O presidente ucraniano Volodymyr Zelensky pediu ao Ocidente que dê ao seu país tanques, aviões e mísseis para repelir as forças russas. O Ocidente respondeu à invasão russa impondo amplas sanções econômicas a Moscou. Consulte Mais informação

Foto do porta-voz do presidente turco Recep Tayyip Erdogan, Ibrahim Kalin, durante entrevista à Reuters em Istambul, Turquia, 27 de setembro de 2020. REUTERS/Murat Sezer

Ancara diz que a invasão russa é inaceitável, mas se opõe a sanções ocidentais em princípio e não se juntou a elas.
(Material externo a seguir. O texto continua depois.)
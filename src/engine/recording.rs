use std::collections::HashSet;

use parking_lot::Mutex;
use serde_json::Value;
use tracing::{info, trace};

use super::{CompiledFunction, ElementRef, Engine, Locator, Modifiers, ScriptArg};
use crate::error::{DriverError, Result};

/// Stand-in for the engine thread when a script runs.
///
/// Receives the compiled function and its arguments; for async scripts the last
/// argument is the callback host, which the handler may resolve inline or hand
/// to another thread.
pub type ScriptHandler =
    Box<dyn Fn(&CompiledFunction, &[ScriptArg]) -> Result<Value> + Send + Sync>;

/// One call made against a [`RecordingEngine`].
#[derive(Debug, Clone, PartialEq)]
pub enum EngineCall {
    MouseMove {
        target: Option<ElementRef>,
    },
    MouseDown {
        target: Option<ElementRef>,
        button: u32,
        modifiers: Modifiers,
    },
    MouseUp {
        target: Option<ElementRef>,
        button: u32,
        modifiers: Modifiers,
    },
    Click {
        target: Option<ElementRef>,
        button: u32,
        modifiers: Modifiers,
    },
    DoubleClick {
        target: Option<ElementRef>,
    },
    ContextClick {
        target: Option<ElementRef>,
    },
    PressKey {
        key: String,
    },
    ReleaseKey {
        key: String,
    },
    SendKeystroke {
        text: String,
    },
    RunFunction {
        source: String,
    },
}

/// Dry-run engine: every primitive is logged and recorded, nothing is simulated.
///
/// Elements are synthesized from their locator, so lookups always succeed
/// unless the element was registered as missing. Visibility defaults to true.
pub struct RecordingEngine {
    calls: Mutex<Vec<EngineCall>>,
    hidden: Mutex<HashSet<ElementRef>>,
    disabled: Mutex<HashSet<ElementRef>>,
    missing: Mutex<HashSet<String>>,
    script_handler: Option<ScriptHandler>,
}

impl Default for RecordingEngine {
    fn default() -> Self {
        Self::new()
    }
}

impl RecordingEngine {
    pub fn new() -> Self {
        Self {
            calls: Mutex::new(Vec::new()),
            hidden: Mutex::new(HashSet::new()),
            disabled: Mutex::new(HashSet::new()),
            missing: Mutex::new(HashSet::new()),
            script_handler: None,
        }
    }

    /// Install the handler that plays the engine thread for scripts.
    pub fn with_script_handler(mut self, handler: ScriptHandler) -> Self {
        self.script_handler = Some(handler);
        self
    }

    /// Mark an element as not displayed.
    pub fn hide(&self, element: &ElementRef) {
        self.hidden.lock().insert(element.clone());
    }

    /// Mark an element as disabled.
    pub fn disable(&self, element: &ElementRef) {
        self.disabled.lock().insert(element.clone());
    }

    /// Make lookups for this locator value fail with `NoSuchElement`.
    pub fn mark_missing(&self, value: &str) {
        self.missing.lock().insert(value.to_string());
    }

    /// Snapshot of every recorded call, in order.
    pub fn calls(&self) -> Vec<EngineCall> {
        self.calls.lock().clone()
    }

    /// Recorded input calls only (script runs filtered out).
    pub fn input_calls(&self) -> Vec<EngineCall> {
        self.calls
            .lock()
            .iter()
            .filter(|c| !matches!(c, EngineCall::RunFunction { .. }))
            .cloned()
            .collect()
    }

    pub fn clear(&self) {
        self.calls.lock().clear();
    }

    fn record(&self, call: EngineCall) {
        self.calls.lock().push(call);
    }
}

fn label(target: Option<&ElementRef>) -> &str {
    target.map_or("<active>", ElementRef::id)
}

impl Engine for RecordingEngine {
    fn find_element(&self, locator: &Locator) -> Result<ElementRef> {
        if self.missing.lock().contains(&locator.value) {
            return Err(DriverError::NoSuchElement(format!(
                "{} '{}'",
                locator.using, locator.value
            )));
        }
        trace!(target: "pagepilot::engine", using = %locator.using, value = %locator.value, "find_element");
        Ok(ElementRef::new(locator.value.clone()))
    }

    fn find_elements(&self, locator: &Locator) -> Result<Vec<ElementRef>> {
        match self.find_element(locator) {
            Ok(element) => Ok(vec![element]),
            Err(DriverError::NoSuchElement(_)) => Ok(Vec::new()),
            Err(other) => Err(other),
        }
    }

    fn is_displayed(&self, element: &ElementRef) -> Result<bool> {
        Ok(!self.hidden.lock().contains(element))
    }

    fn is_enabled(&self, element: &ElementRef) -> Result<bool> {
        Ok(!self.disabled.lock().contains(element))
    }

    fn mouse_move(&self, target: Option<&ElementRef>, modifiers: Modifiers) -> Result<()> {
        info!(target: "pagepilot::engine", element = label(target), ?modifiers, "DRY-RUN mouse_move");
        self.record(EngineCall::MouseMove {
            target: target.cloned(),
        });
        Ok(())
    }

    fn mouse_down(
        &self,
        target: Option<&ElementRef>,
        button: u32,
        modifiers: Modifiers,
    ) -> Result<()> {
        info!(target: "pagepilot::engine", element = label(target), button, "DRY-RUN mouse_down");
        self.record(EngineCall::MouseDown {
            target: target.cloned(),
            button,
            modifiers,
        });
        Ok(())
    }

    fn mouse_up(&self, target: Option<&ElementRef>, button: u32, modifiers: Modifiers) -> Result<()> {
        info!(target: "pagepilot::engine", element = label(target), button, "DRY-RUN mouse_up");
        self.record(EngineCall::MouseUp {
            target: target.cloned(),
            button,
            modifiers,
        });
        Ok(())
    }

    fn click(&self, target: Option<&ElementRef>, button: u32, modifiers: Modifiers) -> Result<()> {
        info!(target: "pagepilot::engine", element = label(target), button, ?modifiers, "DRY-RUN click");
        self.record(EngineCall::Click {
            target: target.cloned(),
            button,
            modifiers,
        });
        Ok(())
    }

    fn double_click(&self, target: Option<&ElementRef>, _modifiers: Modifiers) -> Result<()> {
        info!(target: "pagepilot::engine", element = label(target), "DRY-RUN double_click");
        self.record(EngineCall::DoubleClick {
            target: target.cloned(),
        });
        Ok(())
    }

    fn context_click(&self, target: Option<&ElementRef>, _modifiers: Modifiers) -> Result<()> {
        info!(target: "pagepilot::engine", element = label(target), "DRY-RUN context_click");
        self.record(EngineCall::ContextClick {
            target: target.cloned(),
        });
        Ok(())
    }

    fn press_key(&self, target: Option<&ElementRef>, key: &str) -> Result<()> {
        info!(target: "pagepilot::engine", element = label(target), key = %key.escape_unicode(), "DRY-RUN press_key");
        self.record(EngineCall::PressKey {
            key: key.to_string(),
        });
        Ok(())
    }

    fn release_key(&self, target: Option<&ElementRef>, key: &str) -> Result<()> {
        info!(target: "pagepilot::engine", element = label(target), key = %key.escape_unicode(), "DRY-RUN release_key");
        self.record(EngineCall::ReleaseKey {
            key: key.to_string(),
        });
        Ok(())
    }

    fn send_keystroke(&self, target: Option<&ElementRef>, text: &str) -> Result<()> {
        info!(target: "pagepilot::engine", element = label(target), %text, "DRY-RUN send_keystroke");
        self.record(EngineCall::SendKeystroke {
            text: text.to_string(),
        });
        Ok(())
    }

    fn inject_script(&self, code: &str) -> Result<CompiledFunction> {
        trace!(target: "pagepilot::engine", len = code.len(), "inject_script");
        Ok(CompiledFunction::new(code))
    }

    fn run_function(&self, function: &CompiledFunction, args: Vec<ScriptArg>) -> Result<Value> {
        info!(target: "pagepilot::engine", args = args.len(), "DRY-RUN run_function");
        self.record(EngineCall::RunFunction {
            source: function.source().to_string(),
        });
        match &self.script_handler {
            Some(handler) => handler(function, &args),
            None => Ok(Value::Null),
        }
    }
}

#[cfg(test)]
mod tests {
    use super::*;

    #[test]
    fn records_calls_in_order() {
        let engine = RecordingEngine::new();
        let el = ElementRef::new("e1");
        engine.click(Some(&el), 0, Modifiers::default()).unwrap();
        engine.send_keystroke(None, "hi").unwrap();
        assert_eq!(
            engine.calls(),
            vec![
                EngineCall::Click {
                    target: Some(el),
                    button: 0,
                    modifiers: Modifiers::default()
                },
                EngineCall::SendKeystroke { text: "hi".into() },
            ]
        );
    }

    #[test]
    fn hidden_and_missing_elements() {
        let engine = RecordingEngine::new();
        let locator = Locator {
            using: "css selector".into(),
            value: "#go".into(),
        };
        let el = engine.find_element(&locator).unwrap();
        assert!(engine.is_displayed(&el).unwrap());
        engine.hide(&el);
        assert!(!engine.is_displayed(&el).unwrap());
        assert!(engine.is_enabled(&el).unwrap());
        engine.disable(&el);
        assert!(!engine.is_enabled(&el).unwrap());

        engine.mark_missing("#go");
        assert!(matches!(
            engine.find_element(&locator),
            Err(DriverError::NoSuchElement(_))
        ));
        assert!(engine.find_elements(&locator).unwrap().is_empty());
    }
}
A economia turca, já afetada por uma crise cambial em dezembro, depende fortemente da energia, comércio e turismo russos, e desde que a guerra começou em 24 de fevereiro, milhares de russos chegaram à Turquia, vendo-a como um porto seguro das sanções.

Ahmet Burak Dalioglu, chefe do Escritório de Investimentos da Turquia, disse separadamente ao fórum que algumas empresas russas estão transferindo suas operações para a Turquia.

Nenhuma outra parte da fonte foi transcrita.